Although the internet seems to touch every aspect of our lives, its network effects have yet to transform two major infrastructures: electric power and air travel. In earlier items -- The energy web and Peer-to-peer air travel -- I wrote about how we'll expose these infrastructures to the kinds of network effects that we now take for granted when we use services like craigslist and eBay.
The visions are spelled out most clearly in the EPRI (Electric Power Research Institute) roadmap, a lucid prescription for an intelligent power grid, and in James Fallows' Free Flight, which chronicles the efforts of Eclipse Aviation and others to create air taxi services that leverage thousands of regional airports like mine.

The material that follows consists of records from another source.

//! PayloadModel trait - Rust 型と payload type の対応付け
//!
//! # 使用例
//! ```ignore
//! #[derive(Serialize, Deserialize)]
//! struct Order {
//!     id: String,
//!     qty: i64,
//! }
//!
//! impl PayloadModel for Order {
//!     const TYPE: &'static str = "Order";
//! }
//! ```
//!
//! `TYPE` must equal the `PayloadType::name` declared in the specification.

use serde::de::DeserializeOwned;
use serde::Serialize;

use crate::domain::payload::Payload;

pub trait PayloadModel: Serialize + DeserializeOwned + Send + Sync + 'static {
    const TYPE: &'static str;
}

/// Wrap a model as a `Typed` payload.
pub fn to_payload<T: PayloadModel>(model: &T) -> Result<Payload, serde_json::Error> {
    match serde_json::to_value(model)? {
        serde_json::Value::Object(fields) => Ok(Payload::typed(T::TYPE, fields)),
        _ => Err(serde::ser::Error::custom(format!(
            "{} must serialize to a JSON object",
            T::TYPE
        ))),
    }
}

/// Rebuild a model from a payload's fields.
pub fn from_payload<T: PayloadModel>(payload: Payload) -> Result<T, serde_json::Error> {
    serde_json::from_value(serde_json::Value::Object(payload.into_fields()))
}
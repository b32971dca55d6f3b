//! App - アプリケーション層
//!
//! ports と typed を組み合わせて dispatcher を実装します。
//!
//! # 主要コンポーネント
//! - **DispatcherBuilder**: 構築とワイヤリング
//! - **Dispatcher**: connect / publish / publish_json / listen / listen_all
//! - **resolver**: channel + direction → operation
//! - **listen_loop**: 受信ループ（receive→decode→coerce→handle→recover）
//! - **ListenerGroup**: チャンネルごとのループの監督
//! - **DispatchStats**: カウンタ

pub mod builder;
pub mod config;
pub mod dispatcher;
pub mod group;
mod listen_loop;
pub mod resolver;
pub mod status;

pub use self::builder::{BuildError, DispatcherBuilder};
pub use self::config::DispatcherConfig;
pub use self::dispatcher::Dispatcher;
pub use self::group::ListenerGroup;
pub use self::status::DispatchStats;
fn spec() -> Specification {
    Specification::new()
        .with_channel(
            "orders",
            Channel::new()
                .with_publish(Operation::new("send_order").with_message(Message::typed(order_type())))
                .with_subscribe(Operation::new("create_order").with_message(Message::typed(order_type()))),
        )
        .with_channel(
            "feed",
            Channel::new()
                .with_publish(Operation::new("push"))
                .with_subscribe(Operation::new("consume")),
        )
}

fn map(v: serde_json::Value) -> JsonMap {
    v.as_object().cloned().unwrap()
}

async fn connected_bus() -> Arc<InMemoryBroadcast> {
    let bus = Arc::new(InMemoryBroadcast::new());
    bus.connect().await.unwrap();
    bus
}

async fn recv<T>(rx: &mut mpsc::UnboundedReceiver<T>) -> T {
    timeout(WAIT, rx.recv())
        .await
        .expect("timed out waiting for handler")
        .expect("channel closed")
}

async fn next_body(sub: &mut Box<dyn Subscription>) -> Vec<u8> {
    timeout(WAIT, sub.next_event())
        .await
        .expect("timed out waiting for event")
        .expect("subscription closed")
        .body
}

async fn nothing_more(sub: &mut Box<dyn Subscription>) {
    assert!(timeout(Duration::from_millis(100), sub.next_event()).await.is_err());
}

fn spawn_listen(d: &Dispatcher, channel: &'static str) -> tokio::task::JoinHandle<Result<(), CourierError>> {
    let d = d.clone();
    tokio::spawn(async move { d.listen(channel).await })
}

#[derive(Default)]
struct RecordingFailureLog {
    entries: Mutex<Vec<(String, String, String)>>,
}

impl FailureLog for RecordingFailureLog {
    fn handler_failed(&self, channel_id: &str, _operation_id: &str, excerpt: &str, error: &HandlerError) {
        self.entries.lock().unwrap().push((
            channel_id.to_string(),
            excerpt.to_string(),
            error.message().to_string(),
        ));
    }
}

#[tokio::test]
async fn typed_message_reaches_handler_coerced() {
    let bus = connected_bus().await;
    let (tx, mut rx) = mpsc::unbounded_channel();

    let d = DispatcherBuilder::new()
        .specification(spec())
        .bind("orders", "create_order", handler_fn(move |p| {
            tx.send(p).ok();
            Ok(())
        }))
        .unwrap()
        .build(bus.clone())
        .unwrap();

    let task = spawn_listen(&d, "orders");
    bus.wait_for_subscribers("orders", 1).await;

    bus.publish("orders", br#"{"id":"a1","qty":3}"#.to_vec()).await.unwrap();

    let payload = recv(&mut rx).await;
    assert_eq!(payload, Payload::typed("Order", map(json!({"id": "a1", "qty": 3}))));

    bus.close("orders");
    timeout(WAIT, task).await.unwrap().unwrap().unwrap();
    assert_eq!(d.stats().handled, 1);
}

#[tokio::test]
async fn untyped_message_reaches_handler_unchanged() {
    let bus = connected_bus().await;
    let (tx, mut rx) = mpsc::unbounded_channel();

    let d = DispatcherBuilder::new()
        .specification(spec())
        .bind("feed", "consume", handler_fn(move |p| {
            tx.send(p).ok();
            Ok(())
        }))
        .unwrap()
        .build(bus.clone())
        .unwrap();

    let _task = spawn_listen(&d, "feed");
    bus.wait_for_subscribers("feed", 1).await;

    let body = json!({"nested": {"list": [1, 2.5, null]}, "flag": true, "s": "x"});
    bus.publish("feed", serde_json::to_vec(&body).unwrap()).await.unwrap();

    assert_eq!(recv(&mut rx).await, Payload::untyped(map(body)));
}
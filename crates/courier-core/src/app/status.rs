//! Status - dispatch counters

use std::sync::atomic::{AtomicU64, Ordering};

use serde::{Deserialize, Serialize};

/// Point-in-time view of the counters.
#[derive(Debug, Clone, Copy, Default, PartialEq, Eq, Serialize, Deserialize)]
pub struct DispatchStats {
    /// Inbound events taken off a subscription.
    pub received: u64,
    /// Handler calls that succeeded.
    pub handled: u64,
    /// Handler calls that failed (recoverable path).
    pub failed: u64,
    /// Failed messages published back to their channel.
    pub republished: u64,
}

#[derive(Debug, Default)]
pub(crate) struct DispatchCounters {
    received: AtomicU64,
    handled: AtomicU64,
    failed: AtomicU64,
    republished: AtomicU64,
}

impl DispatchCounters {
    pub(crate) fn record_received(&self) {
        self.received.fetch_add(1, Ordering::Relaxed);
    }

    pub(crate) fn record_handled(&self) {
        self.handled.fetch_add(1, Ordering::Relaxed);
    }

    pub(crate) fn record_failed(&self) {
        self.failed.fetch_add(1, Ordering::Relaxed);
    }

    pub(crate) fn record_republished(&self) {
        self.republished.fetch_add(1, Ordering::Relaxed);
    }

    pub(crate) fn snapshot(&self) -> DispatchStats {
        DispatchStats {
            received: self.received.load(Ordering::Relaxed),
            handled: self.handled.load(Ordering::Relaxed),
            failed: self.failed.load(Ordering::Relaxed),
            republished: self.republished.load(Ordering::Relaxed),
        }
    }
}
//! ListenLoop - チャンネルごとの購読ループ
//!
//! # フロー
//! 1. subscribe 側の operation を解決（失敗したら購読しない）
//! 2. Transport::subscribe() で購読ハンドル取得（drop で解放）
//! 3. next_event() で受信
//! 4. decode → coerce → handler 実行
//! 5. handler 失敗時: ログ → 再送 or 終了

use tokio::sync::watch;

use crate::domain::errors::{CourierError, HandlerError};
use crate::domain::payload::{JsonMap, Payload};
use crate::domain::schema::PayloadType;
use crate::domain::spec::Direction;
use crate::ports::failure_log::excerpt;
use crate::ports::transport::InboundEvent;
use crate::typed::codec;
use crate::typed::coerce::coerce;

use super::dispatcher::Dispatcher;

/// Per-message state, dropped at the end of each cycle.
struct Inflight {
    raw: JsonMap,
    /// Set once coercion succeeded. Republish falls back to `raw` without it.
    coerced: Option<Payload>,
}

/// Run the loop for `channel_id` until the subscription closes, an
/// unrecoverable error occurs, or `shutdown` flips to `true`.
pub(crate) async fn run(
    dispatcher: &Dispatcher,
    channel_id: &str,
    mut shutdown: Option<watch::Receiver<bool>>,
) -> Result<(), CourierError> {
    let operation = dispatcher.resolve(channel_id, Direction::Subscribe)?;
    let operation_id = operation.operation_id.as_str();
    let payload_type = operation.payload_type();

    let mut subscription = dispatcher.transport.subscribe(channel_id).await?;
    tracing::info!(channel = channel_id, operation = operation_id, "subscribed");

    loop {
        let event = tokio::select! {
            _ = shutdown_requested(&mut shutdown) => {
                tracing::info!(channel = channel_id, "shutdown requested");
                break;
            }
            event = subscription.next_event() => event,
        };

        let Some(event) = event else {
            tracing::info!(channel = channel_id, "subscription closed");
            break;
        };

        process(dispatcher, channel_id, operation_id, payload_type, &event).await?;
    }

    Ok(())
}

async fn shutdown_requested(shutdown: &mut Option<watch::Receiver<bool>>) {
    match shutdown {
        // sender dropped counts as shutdown too
        Some(rx) => {
            let _ = rx.wait_for(|stop| *stop).await;
        }
        None => std::future::pending().await,
    }
}

async fn process(
    dispatcher: &Dispatcher,
    channel_id: &str,
    operation_id: &str,
    payload_type: Option<&PayloadType>,
    event: &InboundEvent,
) -> Result<(), CourierError> {
    dispatcher.counters.record_received();
    tracing::debug!(channel = channel_id, event_id = %event.id, "received");

    let raw = codec::decode(&event.body)?;
    let coerced = coerce(raw.clone(), payload_type)?;
    let inflight = Inflight {
        raw,
        coerced: Some(coerced),
    };

    let handler = dispatcher
        .bindings
        .get(channel_id, operation_id)
        .ok_or_else(|| CourierError::OperationIdNotFound {
            channel_id: channel_id.to_string(),
            operation_id: operation_id.to_string(),
        })?;

    let argument = match &inflight.coerced {
        Some(payload) => payload.clone(),
        None => Payload::untyped(inflight.raw.clone()),
    };

    match handler.invoke(argument).complete().await {
        Ok(()) => {
            dispatcher.counters.record_handled();
            Ok(())
        }
        Err(error) => recover(dispatcher, channel_id, operation_id, event, inflight, error).await,
    }
}

/// Handler failure: log, then republish or give up.
async fn recover(
    dispatcher: &Dispatcher,
    channel_id: &str,
    operation_id: &str,
    event: &InboundEvent,
    inflight: Inflight,
    error: HandlerError,
) -> Result<(), CourierError> {
    dispatcher.counters.record_failed();

    let text = event.body_text();
    dispatcher.failure_log.handler_failed(
        channel_id,
        operation_id,
        excerpt(&text, dispatcher.config.log_excerpt_len),
        &error,
    );

    if !dispatcher.config.republish_on_error {
        return Err(CourierError::Handler {
            channel_id: channel_id.to_string(),
            source: error,
        });
    }

    let republished = match inflight.coerced {
        Some(payload) => dispatcher.publish(channel_id, &payload).await,
        None => dispatcher.publish_json(channel_id, inflight.raw).await,
    };
    if let Err(cause) = republished {
        return Err(CourierError::RepublishFailed {
            channel_id: channel_id.to_string(),
            handler_error: error,
            source: Box::new(cause),
        });
    }
    dispatcher.counters.record_republished();
    tracing::warn!(channel = channel_id, event_id = %event.id, "republished after handler failure");

    Ok(())
}
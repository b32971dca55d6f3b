//! courier-core
//!
//! Specification-driven pub/sub dispatcher: binds the channels declared in an
//! API description to handler functions, validates payloads against declared
//! types, and republishes messages whose handler failed.
//!
//! # モジュール構成
//! - **domain**: Specification / Channel / Operation / PayloadType / Payload / errors
//! - **typed**: coercion, codec, handler 契約, OperationBindings
//! - **app**: Dispatcher, DispatcherBuilder, listen loop, ListenerGroup
//! - **ports**: Transport, FailureLog, Clock
//! - **impls**: InMemoryBroadcast（開発用）

pub mod app;
pub mod domain;
pub mod impls;
pub mod ports;
pub mod typed;

pub use crate::app::{Dispatcher, DispatcherBuilder, DispatcherConfig, ListenerGroup};
pub use crate::domain::{CourierError, Payload, Specification};
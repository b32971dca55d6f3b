//! Clock port - 時刻の抽象化
//!
//! Transports stamp `InboundEvent::received_at` through this, so tests can pin
//! the time with `FixedClock`.

use chrono::{DateTime, Utc};

pub trait Clock: Send + Sync {
    fn now(&self) -> DateTime<Utc>;
}

/// Wall clock (本番用).
#[derive(Debug, Clone, Copy, Default)]
pub struct SystemClock;

impl Clock for SystemClock {
    fn now(&self) -> DateTime<Utc> {
        Utc::now()
    }
}

/// Always returns the same instant (テスト用).
#[derive(Debug, Clone, Copy)]
pub struct FixedClock {
    at: DateTime<Utc>,
}

impl FixedClock {
    pub fn new(at: DateTime<Utc>) -> Self {
        Self { at }
    }
}

impl Clock for FixedClock {
    fn now(&self) -> DateTime<Utc> {
        self.at
    }
}

#[cfg(test)]
mod tests {
    use super::*;
    use chrono::TimeZone;

    #[test]
    fn fixed_clock_is_fixed() {
        let at = Utc.with_ymd_and_hms(2024, 1, 1, 12, 0, 0).unwrap();
        let clock = FixedClock::new(at);
        assert_eq!(clock.now(), at);
        assert_eq!(clock.now(), clock.now());
    }
}
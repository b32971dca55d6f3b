//! Transport port - バス（Redis / NATS / InMemory）への接続
//!
//! The dispatcher only depends on this capability set. Delivery guarantees
//! belong to the implementation.

use async_trait::async_trait;
use chrono::{DateTime, Utc};
use ulid::Ulid;

/// A message received on a subscription.
#[derive(Debug, Clone, PartialEq, Eq)]
pub struct InboundEvent {
    pub id: Ulid,
    pub channel: String,
    pub body: Vec<u8>,
    pub received_at: DateTime<Utc>,
}

impl InboundEvent {
    /// Body as text, lossy for non-UTF-8 bytes.
    pub fn body_text(&self) -> std::borrow::Cow<'_, str> {
        String::from_utf8_lossy(&self.body)
    }
}

#[derive(Debug, thiserror::Error)]
pub enum TransportError {
    #[error("transport is not connected")]
    NotConnected,

    #[error("transport operation failed: {0}")]
    OperationFailed(String),
}

/// Scoped subscription handle.
///
/// Dropping the handle releases the subscription, so every exit path of a
/// listen loop (return, error, task abort) unsubscribes.
#[async_trait]
pub trait Subscription: Send {
    /// Wait for the next event. `None` once the subscription is closed.
    async fn next_event(&mut self) -> Option<InboundEvent>;

    fn channel(&self) -> &str;
}

/// Connect / publish / subscribe over the underlying bus.
///
/// # Thread Safety
/// Implementations must accept concurrent `publish` calls from many tasks
/// without external locking.
#[async_trait]
pub trait Transport: Send + Sync {
    async fn connect(&self) -> Result<(), TransportError>;

    async fn publish(&self, channel_id: &str, body: Vec<u8>) -> Result<(), TransportError>;

    async fn subscribe(&self, channel_id: &str) -> Result<Box<dyn Subscription>, TransportError>;
}
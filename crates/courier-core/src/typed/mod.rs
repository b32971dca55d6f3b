//! Typed - payload の型付けと handler 呼び出し
//!
//! - **coerce**: mapping → `Payload`（型検証）
//! - **codec**: `Payload` ⇄ wire bytes
//! - **handler**: `HandlerOutput`, `OperationHandler`, typed `Handler<T>`
//! - **registry**: `OperationBindings`
//! - **model**: `PayloadModel`（Rust 型 ⇄ payload type）

pub mod codec;
pub mod coerce;
pub mod handler;
pub mod model;
pub mod registry;

pub use self::coerce::coerce;
pub use self::handler::{
    Handler, HandlerFuture, HandlerOutput, HandlerResult, OperationHandler, TypedHandler,
    async_handler_fn, handler_fn,
};
pub use self::model::PayloadModel;
pub use self::registry::{BindingError, BindingKey, OperationBindings};
//! Domain model: specification, payload schemas, payloads, errors.

pub mod errors;
pub mod payload;
pub mod schema;
pub mod spec;

pub use self::errors::{
    CourierError, HandlerError, InvalidMessageError, MessageDecodeError,
    PayloadDeserializationError,
};
pub use self::payload::{JsonMap, Payload};
pub use self::schema::{FieldSchema, FieldType, PayloadType};
pub use self::spec::{Channel, Direction, Message, Operation, Specification, operation_for};
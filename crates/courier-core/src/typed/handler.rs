//! Handler - operation に bind される関数の呼び出し契約
//!
//! # 二層構造
//! - **表層（Typed）**: `Handler<T>` trait - `PayloadModel` を直接受け取る
//! - **内部（Dyn）**: `OperationHandler` trait - object-safe, `Payload` を受け取る
//!
//! A handler answers either immediately or with a deferred computation. Both
//! are one sum type, `HandlerOutput`, so the dispatcher never inspects the
//! result at runtime to decide whether to await it.

use std::future::Future;
use std::marker::PhantomData;
use std::pin::Pin;
use std::sync::Arc;

use async_trait::async_trait;

use super::model::{PayloadModel, from_payload};
use crate::domain::errors::HandlerError;
use crate::domain::payload::Payload;

pub type HandlerResult = Result<(), HandlerError>;

pub type HandlerFuture = Pin<Box<dyn Future<Output = HandlerResult> + Send + 'static>>;

/// What a handler returns.
pub enum HandlerOutput {
    /// Already finished.
    Ready(HandlerResult),
    /// Must be awaited to completion.
    Deferred(HandlerFuture),
}

impl HandlerOutput {
    pub fn deferred<F>(fut: F) -> Self
    where
        F: Future<Output = HandlerResult> + Send + 'static,
    {
        HandlerOutput::Deferred(Box::pin(fut))
    }

    /// Drive the output to its result.
    pub async fn complete(self) -> HandlerResult {
        match self {
            HandlerOutput::Ready(result) => result,
            HandlerOutput::Deferred(fut) => fut.await,
        }
    }
}

impl std::fmt::Debug for HandlerOutput {
    fn fmt(&self, f: &mut std::fmt::Formatter<'_>) -> std::fmt::Result {
        match self {
            HandlerOutput::Ready(result) => f.debug_tuple("Ready").field(result).finish(),
            HandlerOutput::Deferred(_) => f.write_str("Deferred(..)"),
        }
    }
}

/// Object-safe handler stored in `OperationBindings`.
pub trait OperationHandler: Send + Sync {
    fn invoke(&self, payload: Payload) -> HandlerOutput;
}

/// Synchronous closure handler. See [`handler_fn`].
pub struct FnHandler<F> {
    f: F,
}

impl<F> OperationHandler for FnHandler<F>
where
    F: Fn(Payload) -> HandlerResult + Send + Sync,
{
    fn invoke(&self, payload: Payload) -> HandlerOutput {
        HandlerOutput::Ready((self.f)(payload))
    }
}

/// Wrap a plain function as a handler.
pub fn handler_fn<F>(f: F) -> FnHandler<F>
where
    F: Fn(Payload) -> HandlerResult + Send + Sync,
{
    FnHandler { f }
}

/// Async closure handler. See [`async_handler_fn`].
pub struct AsyncFnHandler<F> {
    f: F,
}

impl<F, Fut> OperationHandler for AsyncFnHandler<F>
where
    F: Fn(Payload) -> Fut + Send + Sync,
    Fut: Future<Output = HandlerResult> + Send + 'static,
{
    fn invoke(&self, payload: Payload) -> HandlerOutput {
        HandlerOutput::deferred((self.f)(payload))
    }
}

/// Wrap a function returning a future as a handler.
pub fn async_handler_fn<F, Fut>(f: F) -> AsyncFnHandler<F>
where
    F: Fn(Payload) -> Fut + Send + Sync,
    Fut: Future<Output = HandlerResult> + Send + 'static,
{
    AsyncFnHandler { f }
}

/// Typed handler: receives the payload already converted into `T`.
///
/// # 使用例
/// ```ignore
/// struct CreateOrder;
///
/// #[async_trait]
/// impl Handler<Order> for CreateOrder {
///     async fn handle(&self, order: Order) -> Result<(), HandlerError> {
///         println!("order {} x{}", order.id, order.qty);
///         Ok(())
///     }
/// }
/// ```
#[async_trait]
pub trait Handler<T: PayloadModel>: Send + Sync {
    async fn handle(&self, payload: T) -> HandlerResult;
}

/// Type erasure: `Handler<T>` → `OperationHandler`.
pub struct TypedHandler<T: PayloadModel, H: Handler<T>> {
    handler: Arc<H>,
    _marker: PhantomData<fn(T)>,
}

impl<T: PayloadModel, H: Handler<T>> TypedHandler<T, H> {
    pub fn new(handler: H) -> Self {
        Self {
            handler: Arc::new(handler),
            _marker: PhantomData,
        }
    }
}

impl<T: PayloadModel, H: Handler<T> + 'static> OperationHandler for TypedHandler<T, H> {
    fn invoke(&self, payload: Payload) -> HandlerOutput {
        let handler = Arc::clone(&self.handler);
        HandlerOutput::deferred(async move {
            let model: T = from_payload(payload)
                .map_err(|e| HandlerError::with_source(format!("cannot build {}", T::TYPE), e))?;
            handler.handle(model).await
        })
    }
}
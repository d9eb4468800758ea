//! Graph-specific error types.

use thiserror::Error;
use zm_core::{NodeId, Position};

pub type GraphResult<T> = Result<T, GraphError>;

/// Grid-graph construction and query errors.
#[derive(Error, Debug, Clone, PartialEq, Eq)]
pub enum GraphError {
    /// The grid has a zero dimension.
    #[error("Grid dimensions must be non-zero (width={width}, height={height})")]
    EmptyGrid { width: u32, height: u32 },

    /// Position lies outside the grid or on a blocked cell.
    #[error("Position {pos} is not a valid grid position")]
    InvalidPosition { pos: Position },

    /// A node already occupies the position.
    #[error("Position {pos} is already occupied by node {node}")]
    Occupied { pos: Position, node: NodeId },

    /// Node id does not exist in the arena.
    #[error("Node {node} does not exist")]
    UnknownNode { node: NodeId },

    /// Attempt to connect a node to itself.
    #[error("Node {node} cannot be connected to itself")]
    SelfLoop { node: NodeId },

    /// Edge lists disagree with each other or with the node arena.
    #[error("Inconsistent adjacency between {from} and {to}: {what}")]
    InconsistentAdjacency {
        from: NodeId,
        to: NodeId,
        what: &'static str,
    },
}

When I wrote those earlier essays in 2002 and 2004, I imagined two watershed scenarios. The first would involve networking my home appliances in order to itemize my electric bill, and to expose my electricity consumption to price-sensitive management both by me and by a management service. In the second scenario, I'd negotiate online for an air taxi that would take me and a handful of fellow travelers directly from my regional airport to its counterpart near my destination, bypassing both of the usual spokes as well as the Chicago hub.
While neither scenario is imminent, both are now more clearly discernible on the horizon. The June 2005 issue of Esther Dyson's Release 1.0 mentions two companies working to make these visions real: GridPoint and DayJet. GridPoint has two products. GridPoint Protect combines generator-based backup power for homes and businesses with demand-management software that enables (retrofitted) appliances to be scheduled for off-peak operation. GridPoint Connect uses the same demand-management technology in the same ways, but also offers intelligent management of renewable sources such as solar power. Writes Esther Dyson:
The idea is simple: to move beyond time-of-day utility pricing/consumption to something more granular, and to give users automated tools to control their usage in reaction to their own needs, to price/demand fluctuations of power supplies, and -- more novel --- demands of other users.
DayJet wants to use the same kind of peer-network negotiation to optimize air travel. The company's CEO is Ed Iacobucci, who I first met in 1989 when he came to BYTE to show us the original OS/2-based version of Citrix which he'd left IBM to create. In 2006 DayJet plans to take delivery of a fleet of Eclipse 500 jets and launch an air taxi service. The CEO of Eclipse, incidentally, is Vern Raburn, another veteran of the software industry (Microsoft, Lotus, Symantec).
In the Web 2.0 era, we're learning how to build and use software that enables us to collectively manage information resources. Those skills will serve us well in Web 3.0, when we expose other kinds of resources -- power, transportation -- to the same network effects.